No AC. When we were in the Unit we had the Front Door and lanai door open with the fans going. Good cross breeze. Would not want to be here in the summer. The 2 Bedroom Units are on the 3rd Floor. No elevators. The 2nd Bedroom is actually an Open Loft.

Tomorrow we move to the Point at Poipu for 2 weeks. Oh to have AC and a Clothes Washer and Dryer in the Unit. There is a Laundy Room at Kapa'a Shores. Worldmark Owners are entitled to one free load a day. The Front Desk gives you the coins.

We will probably spend time at Kauai Coffee and have lunch either at a Food Truck or Brennecke's.

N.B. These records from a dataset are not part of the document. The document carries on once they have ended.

//! Selection controller and fetch driver.
//!
//! [`Dashboard`] is owned by a single task. Each trigger spawns one Tokio
//! task for the request; the task reports back through an unbounded channel
//! and the owner commits the result with [`Dashboard::apply`]. Nothing is
//! shared between tasks except the immutable [`HistoryClient`].

use std::sync::Arc;

use tokio::sync::mpsc::{self, UnboundedReceiver, UnboundedSender};
use tracing::{debug, info, warn};

use crate::chart::Viewport;
use crate::lifecycle::{Commit, FetchLifecycle, FetchState, FetchTicket};
use crate::view::DashboardView;
use crate::{Catalog, ChartSeries, Company, FetchError, HistoryClient};

/// Outcome of one spawned request, tagged with the ticket it was issued for.
#[derive(Debug)]
pub struct Completion {
    pub ticket: FetchTicket,
    pub outcome: Result<ChartSeries, FetchError>,
}

pub struct Dashboard {
    catalog: &'static Catalog,
    history: Arc<HistoryClient>,
    selected: Company,
    search_query: String,
    sidebar_open: bool,
    lifecycle: FetchLifecycle,
    completions_tx: UnboundedSender<Completion>,
    completions_rx: UnboundedReceiver<Completion>,
}

impl Dashboard {
    /// Dashboard over the built-in catalog, with its first company selected.
    /// Nothing is fetched until [`Dashboard::start`] runs.
    pub fn new(history: HistoryClient) -> Self {
        Self::with_catalog(Catalog::builtin(), history)
    }

    /// Dashboard over `catalog`, with its first company selected.
    pub fn with_catalog(catalog: &'static Catalog, history: HistoryClient) -> Self {
        let selected = catalog.first().clone();
        let (completions_tx, completions_rx) = mpsc::unbounded_channel();

        Self {
            catalog,
            history: Arc::new(history),
            selected,
            search_query: String::new(),
            sidebar_open: false,
            lifecycle: FetchLifecycle::new(),
            completions_tx,
            completions_rx,
        }
    }

    pub fn catalog(&self) -> &'static Catalog {
        self.catalog
    }

    pub fn selected(&self) -> &Company {
        &self.selected
    }

    pub fn state(&self) -> &FetchState {
        self.lifecycle.state()
    }

    pub const fn generation(&self) -> u64 {
        self.lifecycle.generation()
    }

    pub const fn stale_discards(&self) -> u64 {
        self.lifecycle.stale_discards()
    }

    pub fn search_query(&self) -> &str {
        &self.search_query
    }

    pub const fn sidebar_open(&self) -> bool {
        self.sidebar_open
    }

    /// Fetches the initial selection. Must run inside a Tokio runtime.
    pub fn start(&mut self) -> FetchTicket {
        self.trigger()
    }

    /// Selects `company` and closes the sidebar.
    ///
    /// Returns the ticket of the new fetch, or `None` when the symbol is
    /// already selected and has been fetched at least once. Must run inside
    /// a Tokio runtime.
    pub fn select(&mut self, company: Company) -> Option<FetchTicket> {
        self.sidebar_open = false;

        let never_fetched = matches!(self.lifecycle.state(), FetchState::Idle);
        if company.same_listing(&self.selected) && !never_fetched {
            debug!(symbol = %company.symbol, "selection unchanged");
            self.selected = company;
            return None;
        }

        self.selected = company;
        Some(self.trigger())
    }

    /// Re-fetches the current selection unconditionally.
    /// Must run inside a Tokio runtime.
    pub fn refresh(&mut self) -> FetchTicket {
        self.trigger()
    }

    pub fn set_search_query(&mut self, query: impl Into<String>) {
        self.search_query = query.into();
    }

    pub fn filtered_companies(&self) -> Vec<&'static Company> {
        self.catalog.filter(&self.search_query)
    }

    pub fn open_sidebar(&mut self) {
        self.sidebar_open = true;
    }

    pub fn close_sidebar(&mut self) {
        self.sidebar_open = false;
    }

    /// Waits for the next finished request. Cancel-safe.
    pub async fn next_completion(&mut self) -> Completion {
        match self.completions_rx.recv().await {
            Some(completion) => completion,
            // The sender lives in `self`, so the channel never closes.
            None => std::future::pending().await,
        }
    }

    /// Commits `completion` if it belongs to the latest trigger.
    pub fn apply(&mut self, completion: Completion) -> Commit {
        let Completion { ticket, outcome } = completion;
        let succeeded = outcome.is_ok();
        let commit = self.lifecycle.complete(&ticket, outcome);

        match commit {
            Commit::Applied => info!(
                symbol = %ticket.company().symbol,
                generation = ticket.generation(),
                succeeded,
                "fetch committed"
            ),
            Commit::Stale => warn!(
                symbol = %ticket.company().symbol,
                generation = ticket.generation(),
                current = self.lifecycle.generation(),
                "discarding stale fetch result"
            ),
        }

        commit
    }

    /// Waits for one completion and applies it.
    pub async fn next_commit(&mut self) -> Commit {
        let completion = self.next_completion().await;
        self.apply(completion)
    }

    /// Applies completions until the current cycle has committed.
    pub async fn settle(&mut self) -> &FetchState {
        while self.lifecycle.state().is_loading() {
            self.next_commit().await;
        }
        self.lifecycle.state()
    }

    pub fn view(&self, viewport: Viewport) -> DashboardView {
        DashboardView::build(
            &self.selected,
            &self.filtered_companies(),
            &self.search_query,
            self.sidebar_open,
            self.lifecycle.state(),
            viewport,
        )
    }

    fn trigger(&mut self) -> FetchTicket {
        let ticket = self.lifecycle.begin(&self.selected);
        debug!(
            symbol = %ticket.company().symbol,
            generation = ticket.generation(),
            "fetch started"
        );

        let history = Arc::clone(&self.history);
        let tx = self.completions_tx.clone();
        let task_ticket = ticket.clone();
        tokio::spawn(async move {
            let outcome = history.fetch(task_ticket.company()).await;
            // The receiver only disappears with the dashboard itself.
            let _ = tx.send(Completion {
                ticket: task_ticket,
                outcome,
            });
        });

        ticket
    }
}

Or perhaps at the Shack attached to the side of Sueoka Store in Koloa. They have great Loco Moco.

Tom and Patti


----------



## slip (Jan 25, 2022)

We actually looked at a couple of condos there that were for sale. No a/c was tough there. The buildings just aren't angled well to pick up the trade winds and there are times when the trades die on that side of the island. Not to mention they were really expensive and had high maintenance fees. 

The Point will seeming like a Palace. Totally different experience down there. Enjoy the rest of your stay. I'll be on Kauai next week Tuesday for work. We'll go down to the Harbor Mall for lunch since it's close to work.


----------